§ **WHAT NEEDS TO BE DONE**
Your answer should be the lines below from the one with "outside of a" to the one with "use crate::render::api::handles::TextureHandle;", both included, given again exactly and with nothing added.
* * * *
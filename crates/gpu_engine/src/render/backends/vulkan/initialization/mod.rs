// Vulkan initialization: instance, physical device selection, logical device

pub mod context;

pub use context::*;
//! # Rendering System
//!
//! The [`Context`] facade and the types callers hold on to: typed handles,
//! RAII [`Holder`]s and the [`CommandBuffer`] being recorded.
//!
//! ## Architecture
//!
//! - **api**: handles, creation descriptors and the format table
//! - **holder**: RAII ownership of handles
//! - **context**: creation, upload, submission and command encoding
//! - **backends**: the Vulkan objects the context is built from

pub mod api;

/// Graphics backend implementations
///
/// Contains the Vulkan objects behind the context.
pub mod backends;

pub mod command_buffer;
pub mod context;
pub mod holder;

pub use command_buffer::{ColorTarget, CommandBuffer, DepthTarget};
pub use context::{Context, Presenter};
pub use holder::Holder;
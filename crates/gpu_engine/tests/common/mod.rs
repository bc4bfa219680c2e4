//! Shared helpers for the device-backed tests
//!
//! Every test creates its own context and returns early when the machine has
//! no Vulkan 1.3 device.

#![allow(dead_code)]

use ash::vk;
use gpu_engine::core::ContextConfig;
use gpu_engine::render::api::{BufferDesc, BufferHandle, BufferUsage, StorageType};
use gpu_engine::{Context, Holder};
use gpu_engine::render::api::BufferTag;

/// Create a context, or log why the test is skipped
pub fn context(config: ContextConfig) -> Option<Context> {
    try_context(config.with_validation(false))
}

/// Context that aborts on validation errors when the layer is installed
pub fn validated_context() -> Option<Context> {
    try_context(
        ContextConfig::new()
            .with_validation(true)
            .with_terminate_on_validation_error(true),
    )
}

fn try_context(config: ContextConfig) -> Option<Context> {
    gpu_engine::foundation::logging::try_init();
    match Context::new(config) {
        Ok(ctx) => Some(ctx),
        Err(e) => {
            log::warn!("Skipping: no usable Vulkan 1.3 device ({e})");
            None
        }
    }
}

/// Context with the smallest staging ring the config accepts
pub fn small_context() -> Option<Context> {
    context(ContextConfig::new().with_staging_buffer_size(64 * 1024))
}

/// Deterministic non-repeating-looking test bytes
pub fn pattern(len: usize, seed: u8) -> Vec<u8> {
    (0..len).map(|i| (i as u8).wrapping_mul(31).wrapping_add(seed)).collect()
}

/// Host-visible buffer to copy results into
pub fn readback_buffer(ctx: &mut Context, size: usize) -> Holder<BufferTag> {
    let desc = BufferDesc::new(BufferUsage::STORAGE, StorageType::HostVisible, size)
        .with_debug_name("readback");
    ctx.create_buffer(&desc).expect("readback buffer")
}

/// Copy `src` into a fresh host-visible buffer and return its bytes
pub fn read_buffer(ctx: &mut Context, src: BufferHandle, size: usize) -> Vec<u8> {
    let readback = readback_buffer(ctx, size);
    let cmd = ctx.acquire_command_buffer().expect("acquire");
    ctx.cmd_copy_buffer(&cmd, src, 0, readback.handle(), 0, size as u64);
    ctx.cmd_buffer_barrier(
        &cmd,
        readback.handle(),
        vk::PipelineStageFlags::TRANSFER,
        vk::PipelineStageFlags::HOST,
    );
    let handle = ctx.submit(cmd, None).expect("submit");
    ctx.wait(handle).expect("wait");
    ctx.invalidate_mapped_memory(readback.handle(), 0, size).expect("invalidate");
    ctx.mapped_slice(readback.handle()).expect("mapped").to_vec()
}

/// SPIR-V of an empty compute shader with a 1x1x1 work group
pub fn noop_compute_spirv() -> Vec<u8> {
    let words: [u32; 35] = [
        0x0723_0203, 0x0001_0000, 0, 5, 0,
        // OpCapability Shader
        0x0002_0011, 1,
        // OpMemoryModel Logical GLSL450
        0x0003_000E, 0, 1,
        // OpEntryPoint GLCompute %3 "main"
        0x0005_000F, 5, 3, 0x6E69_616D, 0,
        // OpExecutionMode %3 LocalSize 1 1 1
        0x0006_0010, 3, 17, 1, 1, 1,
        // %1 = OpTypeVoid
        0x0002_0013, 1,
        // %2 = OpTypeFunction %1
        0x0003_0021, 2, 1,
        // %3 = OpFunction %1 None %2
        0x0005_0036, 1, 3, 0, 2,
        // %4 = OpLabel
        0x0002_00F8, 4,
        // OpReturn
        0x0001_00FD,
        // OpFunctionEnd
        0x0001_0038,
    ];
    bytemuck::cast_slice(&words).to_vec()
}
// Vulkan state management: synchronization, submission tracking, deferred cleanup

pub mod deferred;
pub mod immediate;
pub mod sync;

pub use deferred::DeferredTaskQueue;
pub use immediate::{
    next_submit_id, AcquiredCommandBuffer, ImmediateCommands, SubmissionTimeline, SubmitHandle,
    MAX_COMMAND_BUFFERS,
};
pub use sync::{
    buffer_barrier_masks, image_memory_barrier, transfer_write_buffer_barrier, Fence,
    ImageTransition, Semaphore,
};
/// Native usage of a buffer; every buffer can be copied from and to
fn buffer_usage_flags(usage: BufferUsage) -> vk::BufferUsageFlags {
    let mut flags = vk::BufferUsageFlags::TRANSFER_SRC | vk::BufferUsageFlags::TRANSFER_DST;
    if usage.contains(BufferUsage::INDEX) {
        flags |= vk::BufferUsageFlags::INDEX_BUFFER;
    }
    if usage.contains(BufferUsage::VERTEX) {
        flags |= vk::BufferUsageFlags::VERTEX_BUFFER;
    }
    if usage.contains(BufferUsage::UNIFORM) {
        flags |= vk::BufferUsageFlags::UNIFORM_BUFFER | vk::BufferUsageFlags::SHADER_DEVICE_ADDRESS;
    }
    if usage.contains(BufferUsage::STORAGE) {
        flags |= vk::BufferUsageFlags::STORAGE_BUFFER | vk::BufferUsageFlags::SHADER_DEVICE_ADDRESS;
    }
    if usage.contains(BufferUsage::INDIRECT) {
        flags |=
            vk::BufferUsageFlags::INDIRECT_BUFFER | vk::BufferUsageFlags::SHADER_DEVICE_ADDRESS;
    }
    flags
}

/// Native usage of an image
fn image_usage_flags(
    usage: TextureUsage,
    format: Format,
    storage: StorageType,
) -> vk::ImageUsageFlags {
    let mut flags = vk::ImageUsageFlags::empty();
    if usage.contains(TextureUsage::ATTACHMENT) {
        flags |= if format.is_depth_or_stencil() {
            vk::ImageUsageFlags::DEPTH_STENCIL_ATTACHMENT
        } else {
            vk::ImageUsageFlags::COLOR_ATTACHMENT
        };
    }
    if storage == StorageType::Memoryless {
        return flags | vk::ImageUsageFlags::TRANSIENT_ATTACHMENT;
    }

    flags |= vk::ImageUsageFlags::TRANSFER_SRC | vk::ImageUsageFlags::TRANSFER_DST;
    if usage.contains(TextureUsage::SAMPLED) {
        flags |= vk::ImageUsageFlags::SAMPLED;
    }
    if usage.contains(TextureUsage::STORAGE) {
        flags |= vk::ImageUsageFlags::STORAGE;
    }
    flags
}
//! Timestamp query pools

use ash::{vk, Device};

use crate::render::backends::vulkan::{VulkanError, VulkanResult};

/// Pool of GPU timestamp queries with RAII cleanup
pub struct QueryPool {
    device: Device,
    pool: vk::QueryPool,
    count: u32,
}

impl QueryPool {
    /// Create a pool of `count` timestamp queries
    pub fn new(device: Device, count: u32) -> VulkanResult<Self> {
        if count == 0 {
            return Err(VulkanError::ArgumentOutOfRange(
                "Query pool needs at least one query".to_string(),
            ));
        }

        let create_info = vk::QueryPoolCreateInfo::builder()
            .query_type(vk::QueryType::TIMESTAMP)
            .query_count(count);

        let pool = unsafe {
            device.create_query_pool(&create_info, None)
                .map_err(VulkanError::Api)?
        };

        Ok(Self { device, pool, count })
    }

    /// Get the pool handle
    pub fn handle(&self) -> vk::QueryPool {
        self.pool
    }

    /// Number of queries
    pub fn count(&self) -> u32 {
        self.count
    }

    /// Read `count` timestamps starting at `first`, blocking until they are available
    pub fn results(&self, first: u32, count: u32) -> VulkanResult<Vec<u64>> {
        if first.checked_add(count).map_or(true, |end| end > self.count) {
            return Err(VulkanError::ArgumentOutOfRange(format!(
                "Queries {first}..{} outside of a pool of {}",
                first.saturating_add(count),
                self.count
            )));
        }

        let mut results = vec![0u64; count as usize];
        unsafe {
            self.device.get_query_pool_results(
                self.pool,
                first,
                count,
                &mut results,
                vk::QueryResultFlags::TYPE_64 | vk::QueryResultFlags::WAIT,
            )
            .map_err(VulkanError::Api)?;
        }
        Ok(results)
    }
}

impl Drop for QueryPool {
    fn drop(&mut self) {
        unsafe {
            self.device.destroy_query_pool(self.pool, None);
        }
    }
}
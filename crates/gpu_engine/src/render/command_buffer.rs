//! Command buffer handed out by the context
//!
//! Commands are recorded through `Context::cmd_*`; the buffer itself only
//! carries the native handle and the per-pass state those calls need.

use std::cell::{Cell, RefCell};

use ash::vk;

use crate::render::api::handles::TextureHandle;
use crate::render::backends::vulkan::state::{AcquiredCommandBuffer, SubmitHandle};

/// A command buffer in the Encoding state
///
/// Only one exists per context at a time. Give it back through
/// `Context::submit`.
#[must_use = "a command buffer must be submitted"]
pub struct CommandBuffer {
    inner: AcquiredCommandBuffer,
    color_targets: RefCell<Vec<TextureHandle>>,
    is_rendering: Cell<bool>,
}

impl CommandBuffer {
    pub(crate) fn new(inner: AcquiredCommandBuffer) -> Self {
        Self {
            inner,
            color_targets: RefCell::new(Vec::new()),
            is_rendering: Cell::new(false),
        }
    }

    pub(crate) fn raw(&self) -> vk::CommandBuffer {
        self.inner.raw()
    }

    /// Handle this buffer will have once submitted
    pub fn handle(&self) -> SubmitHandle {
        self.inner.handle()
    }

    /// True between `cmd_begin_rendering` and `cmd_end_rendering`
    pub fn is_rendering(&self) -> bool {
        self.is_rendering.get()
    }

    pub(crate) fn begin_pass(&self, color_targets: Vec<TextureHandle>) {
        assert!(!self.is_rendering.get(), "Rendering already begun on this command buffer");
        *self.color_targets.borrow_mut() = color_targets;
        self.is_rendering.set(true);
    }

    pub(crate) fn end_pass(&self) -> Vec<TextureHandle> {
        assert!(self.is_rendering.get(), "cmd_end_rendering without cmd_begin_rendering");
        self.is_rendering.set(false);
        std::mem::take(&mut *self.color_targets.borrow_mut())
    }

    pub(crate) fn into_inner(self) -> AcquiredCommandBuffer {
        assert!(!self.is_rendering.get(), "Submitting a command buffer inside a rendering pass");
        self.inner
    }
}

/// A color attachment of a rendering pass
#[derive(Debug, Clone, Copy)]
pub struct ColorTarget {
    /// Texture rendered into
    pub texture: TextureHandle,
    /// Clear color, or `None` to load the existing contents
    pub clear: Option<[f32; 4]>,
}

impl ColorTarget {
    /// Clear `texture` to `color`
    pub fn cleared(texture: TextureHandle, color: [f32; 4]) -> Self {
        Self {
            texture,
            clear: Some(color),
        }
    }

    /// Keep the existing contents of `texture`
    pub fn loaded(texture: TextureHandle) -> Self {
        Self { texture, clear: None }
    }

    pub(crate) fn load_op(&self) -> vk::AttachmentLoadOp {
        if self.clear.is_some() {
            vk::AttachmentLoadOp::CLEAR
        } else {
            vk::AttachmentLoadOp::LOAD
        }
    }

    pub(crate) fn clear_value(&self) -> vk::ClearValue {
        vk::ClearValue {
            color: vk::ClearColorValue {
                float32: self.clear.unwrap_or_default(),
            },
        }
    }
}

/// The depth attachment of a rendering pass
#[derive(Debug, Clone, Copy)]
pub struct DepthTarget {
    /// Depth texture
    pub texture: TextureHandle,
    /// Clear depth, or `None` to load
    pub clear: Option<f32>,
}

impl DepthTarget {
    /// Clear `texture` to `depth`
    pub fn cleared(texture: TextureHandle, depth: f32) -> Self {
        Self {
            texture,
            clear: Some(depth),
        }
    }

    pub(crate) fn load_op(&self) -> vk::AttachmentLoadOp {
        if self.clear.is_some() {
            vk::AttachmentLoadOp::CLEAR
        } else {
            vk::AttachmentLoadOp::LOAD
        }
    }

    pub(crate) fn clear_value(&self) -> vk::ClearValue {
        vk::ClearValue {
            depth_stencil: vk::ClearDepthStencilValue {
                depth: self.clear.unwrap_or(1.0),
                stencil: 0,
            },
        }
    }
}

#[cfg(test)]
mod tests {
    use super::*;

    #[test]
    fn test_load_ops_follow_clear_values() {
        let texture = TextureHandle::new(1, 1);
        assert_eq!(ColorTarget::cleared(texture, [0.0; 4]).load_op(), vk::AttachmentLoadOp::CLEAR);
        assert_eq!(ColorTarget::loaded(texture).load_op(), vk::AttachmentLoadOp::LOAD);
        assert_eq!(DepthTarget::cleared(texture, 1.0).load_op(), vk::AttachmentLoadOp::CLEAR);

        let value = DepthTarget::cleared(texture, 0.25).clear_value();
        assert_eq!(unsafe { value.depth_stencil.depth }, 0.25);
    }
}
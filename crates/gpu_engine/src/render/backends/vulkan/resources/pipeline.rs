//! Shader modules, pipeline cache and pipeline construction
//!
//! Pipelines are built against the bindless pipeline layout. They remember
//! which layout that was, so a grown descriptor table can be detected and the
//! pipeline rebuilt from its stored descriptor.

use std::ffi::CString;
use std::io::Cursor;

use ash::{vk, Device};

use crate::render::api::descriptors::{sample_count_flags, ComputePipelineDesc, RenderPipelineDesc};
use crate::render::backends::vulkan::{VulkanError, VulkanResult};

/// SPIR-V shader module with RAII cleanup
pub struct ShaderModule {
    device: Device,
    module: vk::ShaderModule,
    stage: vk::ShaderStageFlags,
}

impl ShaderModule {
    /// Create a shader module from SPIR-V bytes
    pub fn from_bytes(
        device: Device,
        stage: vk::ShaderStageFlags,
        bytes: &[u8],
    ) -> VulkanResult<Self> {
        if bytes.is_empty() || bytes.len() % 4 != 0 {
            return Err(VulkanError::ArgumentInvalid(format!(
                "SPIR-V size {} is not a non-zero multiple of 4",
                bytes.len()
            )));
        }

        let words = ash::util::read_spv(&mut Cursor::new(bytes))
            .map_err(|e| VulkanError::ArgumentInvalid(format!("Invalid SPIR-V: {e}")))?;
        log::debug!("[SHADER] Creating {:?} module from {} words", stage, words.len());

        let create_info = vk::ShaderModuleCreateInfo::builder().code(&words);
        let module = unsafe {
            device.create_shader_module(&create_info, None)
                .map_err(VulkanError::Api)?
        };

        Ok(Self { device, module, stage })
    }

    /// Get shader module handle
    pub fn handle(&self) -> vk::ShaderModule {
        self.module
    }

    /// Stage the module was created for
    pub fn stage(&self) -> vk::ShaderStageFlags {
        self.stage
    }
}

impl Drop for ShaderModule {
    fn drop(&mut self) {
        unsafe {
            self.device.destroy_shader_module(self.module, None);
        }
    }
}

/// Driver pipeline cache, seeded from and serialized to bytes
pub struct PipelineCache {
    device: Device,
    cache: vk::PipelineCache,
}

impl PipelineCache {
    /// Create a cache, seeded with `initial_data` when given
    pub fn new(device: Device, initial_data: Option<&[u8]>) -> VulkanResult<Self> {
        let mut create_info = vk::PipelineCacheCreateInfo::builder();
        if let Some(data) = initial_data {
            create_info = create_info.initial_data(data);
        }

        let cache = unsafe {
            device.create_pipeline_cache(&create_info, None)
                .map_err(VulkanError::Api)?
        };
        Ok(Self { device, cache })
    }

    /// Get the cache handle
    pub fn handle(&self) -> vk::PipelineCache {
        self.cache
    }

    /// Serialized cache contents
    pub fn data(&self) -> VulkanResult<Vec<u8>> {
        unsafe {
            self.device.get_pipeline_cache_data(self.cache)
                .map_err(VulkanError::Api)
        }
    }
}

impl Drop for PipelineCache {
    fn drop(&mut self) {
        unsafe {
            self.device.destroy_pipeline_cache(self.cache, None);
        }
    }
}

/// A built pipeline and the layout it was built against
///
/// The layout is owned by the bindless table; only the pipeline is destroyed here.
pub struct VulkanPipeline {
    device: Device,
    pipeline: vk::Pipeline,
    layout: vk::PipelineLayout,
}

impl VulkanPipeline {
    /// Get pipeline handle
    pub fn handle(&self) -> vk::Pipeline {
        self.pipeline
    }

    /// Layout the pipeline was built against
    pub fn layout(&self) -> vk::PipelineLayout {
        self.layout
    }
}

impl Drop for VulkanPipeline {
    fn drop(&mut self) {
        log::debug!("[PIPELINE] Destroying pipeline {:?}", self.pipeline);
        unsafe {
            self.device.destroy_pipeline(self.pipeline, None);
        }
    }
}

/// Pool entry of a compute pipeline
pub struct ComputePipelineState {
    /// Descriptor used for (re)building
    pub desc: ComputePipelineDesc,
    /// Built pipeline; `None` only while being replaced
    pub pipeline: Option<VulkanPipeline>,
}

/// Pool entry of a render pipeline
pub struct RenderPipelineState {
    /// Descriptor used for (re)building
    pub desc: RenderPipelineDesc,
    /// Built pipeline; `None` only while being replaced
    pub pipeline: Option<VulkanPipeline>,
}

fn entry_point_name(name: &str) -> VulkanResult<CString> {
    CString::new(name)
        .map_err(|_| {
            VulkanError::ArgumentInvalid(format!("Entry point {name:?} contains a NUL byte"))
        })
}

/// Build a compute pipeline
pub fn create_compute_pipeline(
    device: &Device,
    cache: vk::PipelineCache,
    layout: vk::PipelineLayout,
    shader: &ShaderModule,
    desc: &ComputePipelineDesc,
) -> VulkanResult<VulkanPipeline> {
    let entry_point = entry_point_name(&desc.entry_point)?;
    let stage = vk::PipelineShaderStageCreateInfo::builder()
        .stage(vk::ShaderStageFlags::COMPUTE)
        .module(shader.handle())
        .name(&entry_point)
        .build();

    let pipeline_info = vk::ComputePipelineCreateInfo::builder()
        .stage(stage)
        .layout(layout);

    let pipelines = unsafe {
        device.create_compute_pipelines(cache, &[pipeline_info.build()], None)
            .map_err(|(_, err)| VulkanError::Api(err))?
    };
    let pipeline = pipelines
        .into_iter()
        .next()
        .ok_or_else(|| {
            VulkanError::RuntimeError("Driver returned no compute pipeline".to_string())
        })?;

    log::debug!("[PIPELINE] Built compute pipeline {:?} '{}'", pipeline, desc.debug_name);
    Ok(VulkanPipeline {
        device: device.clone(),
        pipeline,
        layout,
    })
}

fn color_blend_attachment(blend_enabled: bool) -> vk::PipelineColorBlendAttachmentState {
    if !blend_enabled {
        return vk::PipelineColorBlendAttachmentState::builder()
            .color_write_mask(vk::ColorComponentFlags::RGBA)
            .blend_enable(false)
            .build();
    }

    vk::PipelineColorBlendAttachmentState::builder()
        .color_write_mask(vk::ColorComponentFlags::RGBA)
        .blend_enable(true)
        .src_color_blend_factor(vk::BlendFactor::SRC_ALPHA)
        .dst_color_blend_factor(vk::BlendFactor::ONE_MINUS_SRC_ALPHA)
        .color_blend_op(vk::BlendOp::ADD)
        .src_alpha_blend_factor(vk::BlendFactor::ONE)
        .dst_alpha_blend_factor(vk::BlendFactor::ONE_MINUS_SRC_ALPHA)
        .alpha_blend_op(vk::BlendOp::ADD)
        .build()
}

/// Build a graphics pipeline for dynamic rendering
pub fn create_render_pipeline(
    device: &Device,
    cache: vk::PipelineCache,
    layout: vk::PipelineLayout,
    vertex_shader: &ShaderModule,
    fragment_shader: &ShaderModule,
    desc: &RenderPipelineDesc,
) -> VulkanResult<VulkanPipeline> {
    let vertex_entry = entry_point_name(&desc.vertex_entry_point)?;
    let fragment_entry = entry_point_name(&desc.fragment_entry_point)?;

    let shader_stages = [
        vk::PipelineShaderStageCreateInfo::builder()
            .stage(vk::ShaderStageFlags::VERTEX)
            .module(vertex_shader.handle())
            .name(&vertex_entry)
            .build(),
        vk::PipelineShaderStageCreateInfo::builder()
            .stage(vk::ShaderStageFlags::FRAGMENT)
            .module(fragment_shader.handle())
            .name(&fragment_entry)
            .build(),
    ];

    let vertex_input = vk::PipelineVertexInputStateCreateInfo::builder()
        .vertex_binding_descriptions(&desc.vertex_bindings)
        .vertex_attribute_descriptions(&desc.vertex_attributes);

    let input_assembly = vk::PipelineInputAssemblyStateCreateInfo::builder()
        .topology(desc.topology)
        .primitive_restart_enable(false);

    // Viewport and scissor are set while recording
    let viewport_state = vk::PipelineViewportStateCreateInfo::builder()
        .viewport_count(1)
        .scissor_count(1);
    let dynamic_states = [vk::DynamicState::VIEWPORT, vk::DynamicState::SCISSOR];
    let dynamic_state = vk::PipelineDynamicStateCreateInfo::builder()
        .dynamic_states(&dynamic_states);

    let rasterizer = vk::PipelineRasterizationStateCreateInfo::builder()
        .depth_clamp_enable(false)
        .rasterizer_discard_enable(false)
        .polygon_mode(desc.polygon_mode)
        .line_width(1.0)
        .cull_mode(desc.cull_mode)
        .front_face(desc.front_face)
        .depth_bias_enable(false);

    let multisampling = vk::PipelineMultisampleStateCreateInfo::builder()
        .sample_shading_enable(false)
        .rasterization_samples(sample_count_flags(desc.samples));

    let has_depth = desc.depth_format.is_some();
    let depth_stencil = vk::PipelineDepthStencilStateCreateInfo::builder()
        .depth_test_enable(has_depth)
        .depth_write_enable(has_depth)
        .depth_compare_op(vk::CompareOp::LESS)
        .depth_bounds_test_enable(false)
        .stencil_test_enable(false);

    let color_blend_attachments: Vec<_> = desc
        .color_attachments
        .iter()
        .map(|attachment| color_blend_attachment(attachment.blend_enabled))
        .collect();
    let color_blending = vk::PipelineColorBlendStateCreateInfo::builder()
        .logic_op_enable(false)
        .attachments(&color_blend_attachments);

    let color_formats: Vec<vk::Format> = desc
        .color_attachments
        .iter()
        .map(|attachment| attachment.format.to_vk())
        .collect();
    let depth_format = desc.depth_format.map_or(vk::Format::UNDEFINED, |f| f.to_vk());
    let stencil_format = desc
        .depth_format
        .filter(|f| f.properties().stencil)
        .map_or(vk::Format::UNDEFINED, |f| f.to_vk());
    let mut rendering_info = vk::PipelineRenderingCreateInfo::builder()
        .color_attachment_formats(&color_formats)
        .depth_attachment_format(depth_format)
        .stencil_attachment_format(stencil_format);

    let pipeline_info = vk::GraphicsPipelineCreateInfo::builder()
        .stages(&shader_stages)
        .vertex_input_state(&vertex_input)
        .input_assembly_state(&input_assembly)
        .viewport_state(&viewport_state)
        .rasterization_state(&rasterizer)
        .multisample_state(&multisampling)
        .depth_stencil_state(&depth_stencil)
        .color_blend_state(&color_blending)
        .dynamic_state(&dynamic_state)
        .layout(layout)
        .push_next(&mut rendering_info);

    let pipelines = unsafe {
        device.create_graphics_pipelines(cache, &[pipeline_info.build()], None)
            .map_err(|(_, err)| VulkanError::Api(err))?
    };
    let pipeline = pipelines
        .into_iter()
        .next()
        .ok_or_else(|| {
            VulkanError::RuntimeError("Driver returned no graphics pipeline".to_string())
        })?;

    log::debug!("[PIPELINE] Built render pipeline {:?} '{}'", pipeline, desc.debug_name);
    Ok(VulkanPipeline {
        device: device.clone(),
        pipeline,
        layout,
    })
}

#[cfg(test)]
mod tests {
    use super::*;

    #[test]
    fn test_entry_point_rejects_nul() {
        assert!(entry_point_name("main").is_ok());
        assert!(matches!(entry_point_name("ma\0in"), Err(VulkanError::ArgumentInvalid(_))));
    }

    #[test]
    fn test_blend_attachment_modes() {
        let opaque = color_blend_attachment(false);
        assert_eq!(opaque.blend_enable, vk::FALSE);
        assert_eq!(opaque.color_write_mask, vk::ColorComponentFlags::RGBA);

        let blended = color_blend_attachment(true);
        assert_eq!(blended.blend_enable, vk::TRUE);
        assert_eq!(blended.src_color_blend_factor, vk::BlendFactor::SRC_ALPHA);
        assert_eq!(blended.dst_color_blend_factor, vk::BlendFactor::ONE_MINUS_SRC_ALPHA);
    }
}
* * * *
§ **RESPONSE TO THE TASK**
                "Queries {first}..{} outside of a pool of {}",
                first.saturating_add(count),
                self.count
            )));
        }

        let mut results = vec![0u64; count as usize];
        unsafe {
            self.device.get_query_pool_results(
                self.pool,
                first,
                count,
                &mut results,
                vk::QueryResultFlags::TYPE_64 | vk::QueryResultFlags::WAIT,
            )
            .map_err(VulkanError::Api)?;
        }
        Ok(results)
    }
}

impl Drop for QueryPool {
    fn drop(&mut self) {
        unsafe {
            self.device.destroy_query_pool(self.pool, None);
        }
    }
}
filename crates/gpu_engine/src/render/command_buffer.rs
//! Command buffer handed out by the context
//!
//! Commands are recorded through `Context::cmd_*`; the buffer itself only
//! carries the native handle and the per-pass state those calls need.

use std::cell::{Cell, RefCell};

use ash::vk;

use crate::render::api::handles::TextureHandle;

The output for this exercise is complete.